Tissue regeneration within the distraction gap is inevitably consecutive to changes in cellular morphology and function. There is hyperplasia of cell organelles including mitochondria, endoplasmic reticulum, Golgi complex in skeletal muscle, and blood vessels at the ultrastructural level, under mechanical tension. Proliferation of osteoblasts is increased by mechanical force. Immunohistochemical analysis showed that proliferating cell nuclear antigen was expressed during the initial period of distraction, indicating the active stimulation of cell proliferation by tension, which was coincident with the appearance of large numbers of fibroblasts in the distraction gap on histological examination . More recently, a very well-documented experimental study analysing the ultrastructural changes occurring within cells under tensile forces in a goat mandibular distraction model clearly showed morphological changes occurring within the cells during the distraction process. In the distraction gap, cells are seen longitudinally oriented along the distraction force 8 days after loading. A week later, at 16 days, cells in the distraction gap begin to differentiate into osteoblasts, showing changes in both protein synthesis and the energy-supplying system. At an ultrastructural level, these cells are hyperplastic in rough endoplasmic reticulum[so hyperplasia of osteoblastic cells can cause height growth?]. Active secretion of collagen fibers in the extracellular matrix is identified. Finally at 32 days, the main ultrastructural character was biosynthesis and secretion of the extracellular matrix. The cells showed numerous rough endoplasmic reticula and abundant mitochondria, smooth membrane vesicles and well-developed Golgi complexes indicating active synthetic and secretory capabilities. Cells were less likely to proliferate and osteoblasts on the surface of newly formed bone secreted collagenous fibres directly on to the matrix surface. In the 48 day group, the bony matrix was more mature and mineralised. Osteoblasts around the bony trabeculae secreted matrix on to the trabeculae, which may help new bone to be modelled.

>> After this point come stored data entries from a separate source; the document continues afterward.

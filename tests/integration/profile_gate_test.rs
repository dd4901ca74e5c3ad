//! Profile-gate behaviour on protected page mounts

use assert_matches::assert_matches;
use lms_portal::handlers::pages::{self, PageStatus};
use lms_portal::services::{GateOutcome, GateState, ProfileStatus};
use serde_json::json;

use crate::helpers::*;

async fn student_context(student_number: &str) -> TestContext {
    let ctx = TestContext::new().await;
    ctx.backend.mock_get("/api/courses", MockResponseConfig::ok(courses_body())).await;
    ctx.backend.mock_get("/api/buckets", MockResponseConfig::ok(json!([]))).await;
    ctx.sign_in(&test_token(), create_student(student_number)).await;
    ctx
}

#[tokio::test]
async fn test_missing_profile_redirects_to_completion() {
    let ctx = student_context("S123").await;
    ctx.backend.mock_profile_missing("S123").await;

    let page = pages::courses_page(&ctx.ctx).await;

    assert_eq!(page.gate, GateOutcome::Resolved(ProfileStatus::Incomplete));
    assert_eq!(page.status, PageStatus::Redirected);
    assert_eq!(ctx.ctx.navigation.current().as_deref(), Some("/complete-profile"));

    let marker = ctx.ctx.session.store().profile_checked_for().await.unwrap();
    assert_eq!(marker.as_deref(), Some("S123"));

    let lookups = ctx.backend.received_on(LOOKUP_PATH).await;
    assert_eq!(lookups.len(), 1);
    assert_eq!(lookups[0].url.query(), Some("student_number=S123"));
    assert_eq!(authorization(&lookups[0]), Some(format!("Bearer {}", test_token())));
}

#[tokio::test]
async fn test_existing_profile_lets_student_through() {
    let ctx = student_context("S123").await;
    ctx.backend
        .mock_profile_lookup("S123", MockResponseConfig::ok(json!({"data": profile_record("S123")})))
        .await;

    let page = pages::courses_page(&ctx.ctx).await;

    assert_eq!(page.gate, GateOutcome::Resolved(ProfileStatus::Complete));
    assert_eq!(page.status, PageStatus::Ready);
    assert_eq!(page.items.len(), 2);
    assert!(ctx.ctx.navigation.current().is_none());
    assert_eq!(
        ctx.ctx.profile_gate.state("S123"),
        GateState::Resolved(ProfileStatus::Complete)
    );
}

#[tokio::test]
async fn test_second_mount_does_not_recheck() {
    let ctx = student_context("S123").await;
    ctx.backend
        .mock_profile_lookup(
            "S123",
            MockResponseConfig::ok(json!({"message": "User not found."})).expect(1),
        )
        .await;

    let first = pages::courses_page(&ctx.ctx).await;
    let second = pages::buckets_page(&ctx.ctx).await;

    assert!(first.gate.redirected());
    assert_eq!(second.gate, GateOutcome::AlreadyChecked);
    assert_eq!(second.status, PageStatus::Ready);
    assert_eq!(ctx.ctx.navigation.count_of("/complete-profile"), 1);
}

#[tokio::test]
async fn test_concurrent_mounts_share_one_lookup() {
    let ctx = student_context("S123").await;
    ctx.backend
        .mock_profile_lookup(
            "S123",
            MockResponseConfig::ok(json!({"message": "User not found."}))
                .delayed(150)
                .expect(1),
        )
        .await;

    let (courses, buckets) = tokio::join!(pages::courses_page(&ctx.ctx), pages::buckets_page(&ctx.ctx));

    let outcomes = [courses.gate, buckets.gate];
    assert_eq!(outcomes.iter().filter(|o| o.redirected()).count(), 1);
    assert_eq!(outcomes.iter().filter(|o| **o == GateOutcome::AlreadyChecked).count(), 1);
    assert_eq!(ctx.ctx.navigation.count_of("/complete-profile"), 1);
}

#[tokio::test]
async fn test_admin_never_triggers_lookup() {
    let ctx = TestContext::new().await;
    ctx.backend.mock_get("/api/courses", MockResponseConfig::ok(courses_body())).await;
    ctx.backend
        .mock_get(LOOKUP_PATH, MockResponseConfig::ok(json!({"message": "User not found."})).expect(0))
        .await;
    ctx.sign_in(&test_token(), create_admin()).await;

    let page = pages::courses_page(&ctx.ctx).await;

    assert_eq!(page.gate, GateOutcome::NotApplicable);
    assert_eq!(page.status, PageStatus::Ready);
    assert!(ctx.ctx.navigation.current().is_none());
    assert!(ctx.ctx.session.store().profile_checked_for().await.unwrap().is_none());
}

#[tokio::test]
async fn test_anonymous_mount_is_not_gated() {
    let ctx = TestContext::new().await;
    ctx.backend.mock_get("/api/courses", MockResponseConfig::ok(courses_body())).await;
    ctx.backend
        .mock_get(LOOKUP_PATH, MockResponseConfig::ok(json!({})).expect(0))
        .await;

    let page = pages::courses_page(&ctx.ctx).await;
    assert_eq!(page.gate, GateOutcome::NotApplicable);
}

#[tokio::test]
async fn test_lookup_failure_fails_open() {
    let ctx = student_context("S123").await;
    ctx.backend.mock_profile_lookup("S123", MockResponseConfig::status(500)).await;

    let page = pages::courses_page(&ctx.ctx).await;

    assert_eq!(page.gate, GateOutcome::Resolved(ProfileStatus::Complete));
    assert_eq!(page.status, PageStatus::Ready);
    assert!(ctx.ctx.navigation.current().is_none());
    assert!(ctx.ctx.services.auth_service.is_authenticated());
}

#[tokio::test]
async fn test_new_login_checks_again() {
    let ctx = student_context("S123").await;
    ctx.backend
        .mock_profile_lookup("S123", MockResponseConfig::ok(json!({"message": "User not found."})).expect(2))
        .await;

    let first = pages::courses_page(&ctx.ctx).await;
    assert!(first.gate.redirected());

    ctx.ctx.services.auth_service.logout().await.unwrap();
    ctx.sign_in(&test_token(), create_student("S123")).await;

    let again = pages::courses_page(&ctx.ctx).await;
    assert!(again.gate.redirected());
    assert_eq!(ctx.ctx.navigation.count_of("/complete-profile"), 2);
}

#[tokio::test]
async fn test_disabled_gate_skips_check() {
    let ctx = TestContext::with_settings(|s| s.features.profile_gate = false).await;
    ctx.backend.mock_get("/api/courses", MockResponseConfig::ok(courses_body())).await;
    ctx.backend
        .mock_get(LOOKUP_PATH, MockResponseConfig::ok(json!({})).expect(0))
        .await;
    ctx.sign_in(&test_token(), create_student("S123")).await;

    let page = pages::courses_page(&ctx.ctx).await;
    assert_matches!(page.gate, GateOutcome::NotApplicable);
}

#[tokio::test]
async fn test_headless_gate_resolves_without_navigation() {
    let ctx = TestContext::with_settings(|s| s.runtime.interactive = false).await;
    ctx.backend.mock_get("/api/courses", MockResponseConfig::ok(courses_body())).await;
    ctx.backend.mock_profile_missing("S123").await;
    ctx.sign_in(&test_token(), create_student("S123")).await;

    let page = pages::courses_page(&ctx.ctx).await;
    assert_eq!(page.gate, GateOutcome::Resolved(ProfileStatus::Incomplete));
    assert!(ctx.ctx.navigation.current().is_none());
}

#[tokio::test]
async fn test_lookup_outlived_by_logout_is_discarded() {
    let ctx = TestContext::new().await;
    ctx.backend
        .mock_profile_lookup("S123", MockResponseConfig::ok(json!({"message": "User not found."})).delayed(300))
        .await;
    ctx.sign_in(&test_token(), create_student("S123")).await;

    let (outcome, _) = tokio::join!(ctx.ctx.profile_gate.on_protected_mount(), async {
        tokio::time::sleep(std::time::Duration::from_millis(50)).await;
        ctx.ctx.services.auth_service.logout().await.expect("logout should succeed");
    });

    assert_eq!(outcome, GateOutcome::Discarded);
    assert!(ctx.ctx.session.store().profile_checked_for().await.unwrap().is_none());
    assert_eq!(ctx.ctx.navigation.count_of("/complete-profile"), 0);
    assert_eq!(ctx.ctx.profile_gate.state("S123"), GateState::NotChecked);
}

#[tokio::test]
async fn test_lookup_outlived_by_relogin_is_discarded() {
    let ctx = TestContext::new().await;
    ctx.backend
        .mock_profile_lookup("S123", MockResponseConfig::ok(json!({"message": "User not found."})).delayed(300))
        .await;
    ctx.sign_in("first-token", create_student("S123")).await;

    let (outcome, _) = tokio::join!(ctx.ctx.profile_gate.on_protected_mount(), async {
        tokio::time::sleep(std::time::Duration::from_millis(50)).await;
        ctx.sign_in("second-token", create_student("S123")).await;
    });

    assert_eq!(outcome, GateOutcome::Discarded);
    assert!(ctx.ctx.session.store().profile_checked_for().await.unwrap().is_none());
    assert!(ctx.ctx.navigation.current().is_none());

    // the new session still gets its own check
    let again = ctx.ctx.profile_gate.on_protected_mount().await;
    assert!(again.redirected());
    assert_eq!(ctx.ctx.navigation.count_of("/complete-profile"), 1);
}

Recent molecular investigations have also indicated that the molecular signaling cascade plays an important role in the relationship between induced strain and bone regeneration. The molecular signals that drive the regenerative process of DO are similar to those characterizing fracture repairs and include the pro-inflammatory cytokines, the transforming growth factor beta superfamily and angiogenic factors. Various studies have reported that among growth factors, bone morphogenetic proteins (BMPs) may play a central role in the molecular signaling cascade leading to bone renegeration and remodeling in a DO procedure. "

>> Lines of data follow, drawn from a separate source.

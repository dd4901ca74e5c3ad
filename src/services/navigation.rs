//! Navigation sink
//!
//! Forced navigations (login redirect, profile completion) are requested
//! through `Navigator`; the application shell decides how to perform them.

use std::sync::Mutex;
use tracing::info;

pub trait Navigator: Send + Sync {
    fn navigate(&self, destination: &str);
}

/// Records navigations in order; the last one is the current location
#[derive(Debug, Default)]
pub struct NavigationHistory {
    visits: Mutex<Vec<String>>,
}

impl NavigationHistory {
    pub fn new() -> Self {
        Self::default()
    }

    pub fn current(&self) -> Option<String> {
        self.visits.lock().unwrap_or_else(|e| e.into_inner()).last().cloned()
    }

    pub fn visits(&self) -> Vec<String> {
        self.visits.lock().unwrap_or_else(|e| e.into_inner()).clone()
    }

    /// How many times `destination` was navigated to
    pub fn count_of(&self, destination: &str) -> usize {
        self.visits
            .lock()
            .unwrap_or_else(|e| e.into_inner())
            .iter()
            .filter(|v| v.as_str() == destination)
            .count()
    }
}

impl Navigator for NavigationHistory {
    fn navigate(&self, destination: &str) {
        info!(destination = destination, "Navigating");
        self.visits
            .lock()
            .unwrap_or_else(|e| e.into_inner())
            .push(destination.to_string());
    }
}
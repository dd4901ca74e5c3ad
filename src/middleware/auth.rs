//! Authentication middleware
//!
//! Attaches the bearer credential of the current session to outgoing requests
//! and stamps each request with the session epoch it was issued under.

use std::sync::Arc;
use reqwest::header::{HeaderValue, AUTHORIZATION};
use crate::services::api::ApiRequest;
use crate::state::SessionManager;
use crate::utils::errors::{PortalError, Result};
use crate::utils::logging::log_credential_attached;
use super::RequestStage;

/// Bearer-token injection stage
#[derive(Clone)]
pub struct BearerAuth {
    session: Arc<SessionManager>,
}

impl BearerAuth {
    pub fn new(session: Arc<SessionManager>) -> Self {
        Self { session }
    }
}

impl RequestStage for BearerAuth {
    fn on_request(&self, mut request: ApiRequest) -> Result<ApiRequest> {
        let (token, epoch) = self.session.credential();
        request.epoch = epoch;

        match token {
            Some(token) => {
                let value = HeaderValue::from_str(&format!("Bearer {}", token)).map_err(|_| {
                    PortalError::InvalidInput("credential is not a valid header value".to_string())
                })?;
                request.headers.insert(AUTHORIZATION, value);
                log_credential_attached(&token, &request.path);
            }
            None => {
                request.headers.remove(AUTHORIZATION);
            }
        }

        Ok(request)
    }
}
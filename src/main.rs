//! LMS Portal client
//!
//! Main application entry point

use anyhow::Context;
use tracing::{info, warn};

use lms_portal::{
    config::Settings,
    handlers::pages,
    state::AppContext,
    utils::{helpers::format_timestamp, logging},
};

#[tokio::main]
async fn main() -> anyhow::Result<()> {
    dotenv::dotenv().ok();

    // Load configuration
    let settings = Settings::new().context("loading configuration")?;
    settings.validate()?;

    // Initialize logging
    let _log_guard = logging::init_logging(&settings.logging)?;

    info!("Starting {}...", lms_portal::info());

    let ctx = AppContext::from_settings(settings).await?;

    // Restore a persisted session, or log in with credentials from the environment
    let restored = ctx.services.auth_service.restore().await?;
    if restored.is_none() {
        match (std::env::var("LMS_PORTAL_EMAIL"), std::env::var("LMS_PORTAL_PASSWORD")) {
            (Ok(email), Ok(password)) => {
                let user = ctx.services.auth_service.login(&email, &password).await?;
                info!(user = %user.display_name(), "Signed in");
            }
            _ => warn!("No stored session and no LMS_PORTAL_EMAIL/LMS_PORTAL_PASSWORD; continuing unauthenticated"),
        }
    }

    let page = pages::courses_page(&ctx).await;
    info!(
        courses = page.items.len(),
        status = ?page.status,
        gate = ?page.gate,
        location = ?ctx.navigation.current(),
        "Dashboard loaded"
    );

    for notice in ctx.notifications.active() {
        info!(
            level = ?notice.level,
            at = %format_timestamp(notice.created_at),
            message = %notice.message,
            "Pending notification"
        );
    }

    Ok(())
}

Although hyperplasia of muscle cells causes an increase in volume does it cause an increase in length? It would seem to be no but it's possible there is an increase in length but there's just no room for more muscle. Since bone is the limiting factor if hyperplasia of osteoblasts caused an increase in length this wouldn't be an issue. Analyzing hyperplasia of osteoblast mitochondria may be a method of height growth worth studying.
"
Stage of Fracture Repair | Biological Processes | Expression of Signaling Molecules and their Proposed Functions |
---|---|---|
Inflammation | Hematoma | IL-1, IL-6, and TNF-α play a role in initiating the repair cascade. |
Inflammation | TGF-β, PDGF, and BMP-2 expression increases to initiate callus formation. | |
Recruitment of mesenchymal stem cells | GDF-8 is restricted to day 1, suggesting its role in controlling cellular proliferation.[GDF-8 is myostatin, so myostatin limits how much cellular proliferation you get during healing, so myostatin alters the effectiveness of limb lengthening and many other height growth mechanisms] | |
Cartilage Formation and Periosteal Response | Chondrogenesis and endochondral ossification begins | TGF-β2, -β3, and GDF-5 peak due to their involvement in chondrogenesis and endochondral bone formation. |
Cell proliferation in intramembranous ossification | BMP-5 and -6 rise. | |
Vascular in-growth | Angiopoietins and VEGFs are induced to stimulate vascular in growth from vessels in the periosteum. | |
Neo-angiogenesis | ||
Cartilage Resorption and Primary Bone Formation | Phase of most active osteogenesis | TNF-α rises in association with mineralized cartilage resorption. This promotes the recruitment of mesenchymal stem cells and induces apoptosis of hypertrophic chondrocytes.[maybe TNF-alpha should not be inhibited. Inflammatory cytokines do cause DNA damage so there is likely a better way to induce recruitment of MSCS] |
Bone cell recruitment and woven bone formation | RANKL and MCSF rise in association with mineralized cartilage resorption. | |
Chondrocyte apoptosis and matrix proteolysis | ||
Osteoclast recruitment and cartilage resorption | BMP-3, -4, -7, and -8 rise in association with the resorption of calcified cartilage. They promote recruitment of cells in the osteoblastic lineage. | |
Neo-angiogenesis | BMP-5 and -6 remain high during this stage, suggesting a regulatory effect on both intramembranous and endochondral ossification. | |
VEGFs are up-regulated to stimulate neo-angiogenesis. | ||
Secondary Bone Formation and Remodeling | Bone remodeling coupled with osteoblast activity | IL-1 and IL-6 rise again in association with bone remodeling, whereas RANKL and MCSF display diminished levels. |
Establishment of marrow | Diminished expression of members of the TGF-β superfam |
"
"Interleukins-1 and -6 (IL-1 and IL-6) and TNF-α have been shown to play a role in initiating the repair cascade. They induce a downstream response to injury by recruiting other inflammatory cells, enhancing extracellular matrix synthesis, and stimulating angiogenesis. They are secreted at the injury site by macrophages, inflammatory cells, and cells of mesenchymal origin."<-this could potentially make anti-oxidents bad by lowering the extracellular matrix synthesis. However, it may be possible to bypass inflammatory cytokines and go straight to BMP-2 and TGF-Beta1.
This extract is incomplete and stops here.